Tapi beberapa hal menarik sempat dilontarkan oleh Ketua II dan
Ketua I, Prof Slamet Iman Santoso. Antara lain, soal "sejauh
mana anak didik boleh dibebani sejumlah mata pelajaran." Ini
tentu saja sehubungan dengan kemampuan si anak, dan kemungkinan
perkembangan selanjutnya.
Patah Hati
Erat hubungannya dengan masalah tersebut ialah dalam memilih
sekolah atau jurusan. Misalnya saja, cerita Sumitro, banyak
lulusan STM ternyata ingin melanjutkan sekolah dan tidak mencari
pekerjaan. Padahal sekolah kejuruan sebenarnya ditujukan agar
lulusannya langsung bekerja. Meskipun masalah lain, lapangan
pekerjaan, juga merupakan sebab mengapa lulusan STM tak langsung
bekerja. Dan kemungkinan ketiga ialah kwalitas lulusan itu
sendiri yang di bawah permintaan. Jadi, mungkin lowongan ada
tapi kemampuan pelamar kerja belum mencukupi.

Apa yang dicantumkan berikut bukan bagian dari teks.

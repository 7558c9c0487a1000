//! Opacity lens types
//!
//! Row types returned by the opacity lens. Every type derives `Tabled` for
//! table and PSV output and `Serialize` for the JSON formats.

use serde::{Deserialize, Serialize};
use tabled::Tabled;

/// A molecule present in one of the tables
#[derive(Debug, Clone, PartialEq, Serialize, Deserialize, Tabled)]
pub struct MoleculeEntry {
    pub table: String,
    pub molecule: String,
    /// Number of tabulated conditions (temperatures or grid points)
    pub conditions: usize,
}

/// A tabulated continuum temperature
#[derive(Debug, Clone, PartialEq, Serialize, Deserialize, Tabled)]
pub struct TemperatureEntry {
    pub molecule: String,
    pub temperature: f64,
}

/// A molecular (pressure, temperature) grid point
#[derive(Debug, Clone, PartialEq, Serialize, Deserialize, Tabled)]
pub struct GridPointEntry {
    pub molecule: String,
    pub ptid: u32,
    pub pressure: f64,
    pub temperature: f64,
}

/// A fetched opacity curve
///
/// Tables show the summary columns; JSON output carries the full curve.
#[derive(Debug, Clone, PartialEq, Serialize, Deserialize, Tabled)]
pub struct CurveEntry {
    pub molecule: String,
    /// `T=<temperature>` for continuum, `ptid=<ptid>` for molecular curves
    pub condition: String,
    pub samples: usize,
    pub min: f64,
    pub max: f64,
    #[tabled(skip)]
    pub opacity: Vec<f64>,
}

impl CurveEntry {
    pub fn new(molecule: &str, condition: String, opacity: Vec<f64>) -> Self {
        let (min, max) = opacity
            .iter()
            .fold((f64::INFINITY, f64::NEG_INFINITY), |(lo, hi), &v| {
                (lo.min(v), hi.max(v))
            });
        let (min, max) = if opacity.is_empty() {
            (f64::NAN, f64::NAN)
        } else {
            (min, max)
        };

        Self {
            molecule: molecule.to_string(),
            condition,
            samples: opacity.len(),
            min,
            max,
            opacity,
        }
    }
}

/// One sample of a curve paired with its wavenumber
#[derive(Debug, Clone, PartialEq, Serialize, Deserialize, Tabled)]
pub struct CurveSample {
    pub index: usize,
    pub wavenumber: f64,
    pub opacity: f64,
}

/// Result of resolving a (pressure, temperature) request
#[derive(Debug, Clone, PartialEq, Serialize, Deserialize, Tabled)]
pub struct NearestEntry {
    pub molecule: String,
    pub requested_pressure: f64,
    pub requested_temperature: f64,
    pub ptid: u32,
    pub pressure: f64,
    pub temperature: f64,
    pub metric: String,
}

/// Role of a species once the atmosphere is resolved
#[derive(Debug, Clone, Copy, PartialEq, Eq, Serialize, Deserialize)]
#[serde(rename_all = "lowercase")]
pub enum SpeciesKind {
    Continuum,
    Molecular,
}

impl std::fmt::Display for SpeciesKind {
    fn fmt(&self, f: &mut std::fmt::Formatter<'_>) -> std::fmt::Result {
        match self {
            SpeciesKind::Continuum => write!(f, "continuum"),
            SpeciesKind::Molecular => write!(f, "molecular"),
        }
    }
}

/// A continuum source or molecular absorber needed by an atmosphere
#[derive(Debug, Clone, PartialEq, Serialize, Deserialize, Tabled)]
pub struct SpeciesEntry {
    pub name: String,
    pub kind: SpeciesKind,
    /// Whether the opened source holds data for this name
    pub available: bool,
}

/// A field of the source's header and content summary
#[derive(Debug, Clone, PartialEq, Serialize, Deserialize, Tabled)]
pub struct InfoEntry {
    pub field: String,
    pub value: String,
}

impl InfoEntry {
    pub fn new(field: &str, value: impl ToString) -> Self {
        Self {
            field: field.to_string(),
            value: value.to_string(),
        }
    }
}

Ditambah lagi dengan soal memilih jurusan pada sekolah lanjutan
umum, memang timbul masalah yang tentunya erat berhubungan
dengan usaha peningkatan kwalitas lulusan sekolah kita. Apakah
hal itu tak cukup diselesaikan berdasar angka rapor dan minat
siswa itu sendiri? Ternyata tidak. Dari disertasi Dr Sudirgo
Wibowo, dosen Fak Psikologi UI -- meski disertasi ini membahas
seleksi calon mahasiswa -- dibuktikan bahwa kemampuan siswa
tidak selalu tepat diukur dari angka rapor. Banyak faktor yang
menjadikan angka rapor tidak mencerminkan kemampuan siswa:
kwalitas sekolah, kemampuan guru, latar belakang ekonomi siswa.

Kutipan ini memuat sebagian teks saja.